Bonus-malus sans coût pour l’État
Ce système de fiscalité différenciée n’a aucun coût pour l’État puisque le malus finance le bonus, explique de son côté l’expert en bois tropical Alain Karsenty. Ainsi au Gabon, où ce bonus-malus a été instauré il y a cinq ans, les entreprises les plus réticentes jouent le jeu. « Ce qui est en train de se passer au Gabon, c’est que l’on voit apparaître une dynamique de certification », se félicite le chercheur au Centre de coopération internationale en recherche agronomique pour le développement (Cirad). « C'est même le cas d'une entreprise chinoise que j'ai rencontrée récemment et qui affirme que si, pour elle, la certification n'avait pas d'intérêt parce qu’elle vendait son bois en Chine, il en était tout autrement dès lors qu'elle permettait de payer beaucoup moins de taxes et que le gouvernement augmentait le malus année après année. »

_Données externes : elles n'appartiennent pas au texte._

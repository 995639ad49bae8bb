//! Command-line argument definitions for the `pssf` tool.

use std::path::PathBuf;

use clap::{Parser, ValueEnum};
use pssf_core::{FormatConfig, Indent, KeywordStyle};

/// What to produce from a successfully parsed file.
#[derive(Debug, Clone, Copy, PartialEq, Eq, Default, ValueEnum)]
pub enum Emit {
    /// Reformatted PSSF text
    #[default]
    Pssf,
    /// The shape list as JSON
    Json,
    /// Validate only
    Check,
}

/// Validate, reformat, or convert a Paint Save File
#[derive(Parser, Debug)]
#[command(author, version, about, long_about = None)]
pub struct Args {
    /// Path to the input PSSF file
    pub input: PathBuf,

    /// Output file (stdout when omitted)
    #[arg(short, long)]
    pub output: Option<PathBuf>,

    /// Output kind
    #[arg(long, value_enum, default_value_t = Emit::Pssf)]
    pub emit: Emit,

    /// Field indentation: `tab`, `none`, or 1-16 spaces
    #[arg(long, default_value = "tab")]
    pub indent: Indent,

    /// Write keywords without spaces (`EndCircle` instead of `End Circle`)
    #[arg(long)]
    pub compact: bool,

    /// Log level (off, error, warn, info, debug, trace)
    #[arg(long, default_value = "warn")]
    pub log_level: String,
}

impl Args {
    /// Layout for PSSF output.
    pub fn format_config(&self) -> FormatConfig {
        FormatConfig {
            indent: self.indent,
            keywords: if self.compact {
                KeywordStyle::Compact
            } else {
                KeywordStyle::Spaced
            },
        }
    }
}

Fiscalité moins incitative qu’au Gabon
Mais pour l’instant, au Cameroun, cette fiscalité forestière n’est pas très incitative, constate Alain Karsenty. Basé sur la valeur du bois abattu - et non sur la superficie, comme c'est le cas au Gabon -, le bonus-malus forestier fait l’objet de tiraillements au sein du gouvernement. « Il y a une opposition entre le ministère des Finances, qui y est assez favorable parce qu'il pense que cela améliorera l'image du pays, et le ministère des Forêts, qui est lui très opposé à cette mesure parce qu'il considère qu'elle va surtout profiter aux entreprises étrangères qui ont plus de moyens, la certification ayant un certain coût. »
Vers un fonds pour les entreprises locales
Soutenue par la Banque mondiale, l’idée de créer un fonds destiné à aider les entreprises forestières locales à payer leur audit est sur la table. Pour l’heure, seules deux entreprises sont certifiées durables dans le pays : Palisco et Alpicam.
Au Cameroun, le secteur forestier s’est fragmenté avec d'un côté de nombreux petits opérateurs camerounais ou vietnamiens, de l'autre des commerçants de bois qui n’ont aucune superficie forestière, ce qui ne facilite pas la traçabilité du produit.
En dix ans, les surfaces d'exploitation forestière certifiées durables y ont par ailleurs reculé à moins d'un million d'hectares contre près de trois millions au Congo-Brazzaville ou au Gabon, selon les données de l'Association technique internationale des bois tropicaux (ATIBT) pour l'année 2024.